[RECORDS]
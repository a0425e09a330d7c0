//! crates/neurocom_core/src/retrieval.rs
//!
//! The vector store gateway. Backend failures never escape this module: they
//! are logged and reported to the caller as "no answer from this call".

use std::sync::Arc;
use std::time::Duration;

use tracing::warn;

use crate::domain::ScoredRecord;
use crate::error::CoreError;
use crate::ports::{CombinedQuery, PortResult, SimilarityQuery, VectorStore};

#[derive(Clone)]
pub struct VectorGateway {
    store: Arc<dyn VectorStore>,
    timeout: Duration,
}

impl VectorGateway {
    pub fn new(store: Arc<dyn VectorStore>, timeout: Duration) -> Self {
        Self { store, timeout }
    }

    /// Single-collection search. `None` means the backend was unavailable.
    pub async fn search(&self, query: &SimilarityQuery<'_>) -> Option<Vec<ScoredRecord>> {
        let outcome = tokio::time::timeout(self.timeout, self.store.search(query)).await;
        self.settle("search", outcome)
            .map(|records| rank(records, None))
    }

    /// Multi-collection search. `None` means the backend was unavailable.
    pub async fn search_combined(&self, query: &CombinedQuery<'_>) -> Option<Vec<ScoredRecord>> {
        let outcome = tokio::time::timeout(self.timeout, self.store.search_combined(query)).await;
        self.settle("combined search", outcome)
            .map(|records| rank(records, query.total_limit))
    }

    fn settle(
        &self,
        call: &str,
        outcome: Result<PortResult<Vec<ScoredRecord>>, tokio::time::error::Elapsed>,
    ) -> Option<Vec<ScoredRecord>> {
        let error = match outcome {
            Ok(Ok(records)) => return Some(records),
            Ok(Err(e)) => CoreError::Retrieval(e.to_string()),
            Err(_) => CoreError::Retrieval(format!("{} exceeded {:?}", call, self.timeout)),
        };
        warn!("Vector {} unavailable: {}", call, error);
        None
    }
}

/// Orders hits by similarity, highest first, and applies an optional cap.
fn rank(mut records: Vec<ScoredRecord>, limit: Option<u32>) -> Vec<ScoredRecord> {
    records.sort_by(|a, b| b.similarity.total_cmp(&a.similarity));
    if let Some(limit) = limit {
        records.truncate(limit as usize);
    }
    records
}

#[cfg(test)]
mod tests {
    use super::*;
    use crate::domain::Collection;

    fn hit(id: &str, similarity: f32) -> ScoredRecord {
        ScoredRecord {
            id: id.to_string(),
            content: id.to_string(),
            similarity,
            kind: Collection::Documents,
        }
    }

    #[test]
    fn rank_sorts_descending_and_caps() {
        let ranked = rank(vec![hit("a", 0.3), hit("b", 0.9), hit("c", 0.5)], Some(2));
        let ids: Vec<_> = ranked.iter().map(|r| r.id.as_str()).collect();
        assert_eq!(ids, ["b", "c"]);
    }
}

[TASK REQUIREMENTS] Repeat all of the entries above exactly.

[RESULT FOR THIS EXERCISE]
repository a0425e09a330d7c0
//! crates/neurocom_core/src/retrieval.rs
//!
//! The vector store gateway. Backend failures never escape this module: they
//! are logged and reported to the caller as "no answer from this call".

use std::sync::Arc;
use std::time::Duration;

use tracing::warn;

use crate::domain::ScoredRecord;
use crate::error::CoreError;
use crate::ports::{CombinedQuery, PortResult, SimilarityQuery, VectorStore};

#[derive(Clone)]
pub struct VectorGateway {
    store: Arc<dyn VectorStore>,
    timeout: Duration,
}

impl VectorGateway {
    pub fn new(store: Arc<dyn VectorStore>, timeout: Duration) -> Self {
        Self { store, timeout }
    }

    /// Single-collection search. `None` means the backend was unavailable.
    pub async fn search(&self, query: &SimilarityQuery<'_>) -> Option<Vec<ScoredRecord>> {
        let outcome = tokio::time::timeout(self.timeout, self.store.search(query)).await;
        self.settle("search", outcome)
            .map(|records| rank(records, None))
    }

    /// Multi-collection search. `None` means the backend was unavailable.
    pub async fn search_combined(&self, query: &CombinedQuery<'_>) -> Option<Vec<ScoredRecord>> {
        let outcome = tokio::time::timeout(self.timeout, self.store.search_combined(query)).await;
        self.settle("combined search", outcome)
            .map(|records| rank(records, query.total_limit))
    }

    fn settle(
        &self,
        call: &str,
        outcome: Result<PortResult<Vec<ScoredRecord>>, tokio::time::error::Elapsed>,
    ) -> Option<Vec<ScoredRecord>> {
        let error = match outcome {
            Ok(Ok(records)) => return Some(records),
            Ok(Err(e)) => CoreError::Retrieval(e.to_string()),
            Err(_) => CoreError::Retrieval(format!("{} exceeded {:?}", call, self.timeout)),
        };
        warn!("Vector {} unavailable: {}", call, error);
        None
    }
}

/// Orders hits by similarity, highest first, and applies an optional cap.
fn rank(mut records: Vec<ScoredRecord>, limit: Option<u32>) -> Vec<ScoredRecord> {
    records.sort_by(|a, b| b.similarity.total_cmp(&a.similarity));
    if let Some(limit) = limit {
        records.truncate(limit as usize);
    }
    records
}

#[cfg(test)]
mod tests {
    use super::*;
    use crate::domain::Collection;

    fn hit(id: &str, similarity: f32) -> ScoredRecord {
        ScoredRecord {
            id: id.to_string(),
            content: id.to_string(),
            similarity,
            kind: Collection::Documents,
        }
    }

    #[test]
    fn rank_sorts_descending_and_caps() {
        let ranked = rank(vec![hit("a", 0.3), hit("b", 0.9), hit("c", 0.5)], Some(2));
        let ids: Vec<_> = ranked.iter().map(|r| r.id.as_str()).collect();
        assert_eq!(ids, ["b", "c"]);
    }
}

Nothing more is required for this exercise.